*Goal of the exercise:* Give the data again, word for word.

*Data extracted from a collection:*
//! Backend shim abstraction system.
//!
//! Each vendor tool is a [`BackendShim`]: it declares its capabilities
//! (script names, commands, programmable device kinds), resolves part
//! strings with its own family tables, and turns a [`BuildConfig`] into the
//! placeholder values its templates expect.
//!
//! ```text
//!          ┌──────────────┐
//!          │   Project    │  (part, files, options, hooks)
//!          └──────┬───────┘
//!                 │ context()
//!                 ▼
//!          ┌──────────────┐     ┌────────────────┐
//!          │ BackendShim  │────▶│ TemplateSource │
//!          └──────┬───────┘     └────────────────┘
//!                 ▼
//!          ┌──────────────┐
//!          │  ScriptPlan  │  (scripts + command)
//!          └──────────────┘
//! ```
//!
//! [`BuildConfig`]: crate::core::config::BuildConfig

pub mod capabilities;
pub mod diamond_shim;
pub mod ise_shim;
pub mod libero_shim;
pub mod openflow_shim;
pub mod quartus_shim;
pub mod registry;
pub mod tcl;
pub mod trait_def;
pub mod vivado_shim;

pub use capabilities::{BackendCapabilities, BackendId, BackendKind, TransferCapabilities};

pub use trait_def::{
    BackendAvailability, BackendShim, RenderedScript, ScriptPlan, TransferSettings,
};

pub use registry::{
    check_all, create_shim, get_backend_summaries, BackendRegistry, BackendSummary,
};

pub use diamond_shim::DiamondShim;
pub use ise_shim::IseShim;
pub use libero_shim::LiberoShim;
pub use openflow_shim::OpenflowShim;
pub use quartus_shim::QuartusShim;
pub use vivado_shim::VivadoShim;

*Written solution:*
//! Backend shim abstraction system.
//!
//! Each vendor tool is a [`BackendShim`]: it declares its capabilities
//! (script names, commands, programmable device kinds), resolves part
//! strings with its own family tables, and turns a [`BuildConfig`] into the
//! placeholder values its templates expect.
//!
//! ```text
//!          ┌──────────────┐
//!          │   Project    │  (part, files, options, hooks)
//!          └──────┬───────┘
//!                 │ context()
//!                 ▼
//!          ┌──────────────┐     ┌────────────────┐
//!          │ BackendShim  │────▶│ TemplateSource │
//!          └──────┬───────┘     └────────────────┘
//!                 ▼
//!          ┌──────────────┐
//!          │  ScriptPlan  │  (scripts + command)
//!          └──────────────┘
//! ```
//!
//! [`BuildConfig`]: crate::core::config::BuildConfig

pub mod capabilities;
pub mod diamond_shim;
pub mod ise_shim;
pub mod libero_shim;
pub mod openflow_shim;
pub mod quartus_shim;
pub mod registry;
pub mod tcl;
pub mod trait_def;
pub mod vivado_shim;

pub use capabilities::{BackendCapabilities, BackendId, BackendKind, TransferCapabilities};

pub use trait_def::{
    BackendAvailability, BackendShim, RenderedScript, ScriptPlan, TransferSettings,
};

pub use registry::{
    check_all, create_shim, get_backend_summaries, BackendRegistry, BackendSummary,
};

pub use diamond_shim::DiamondShim;
pub use ise_shim::IseShim;
pub use libero_shim::LiberoShim;
pub use openflow_shim::OpenflowShim;
pub use quartus_shim::QuartusShim;
pub use vivado_shim::VivadoShim;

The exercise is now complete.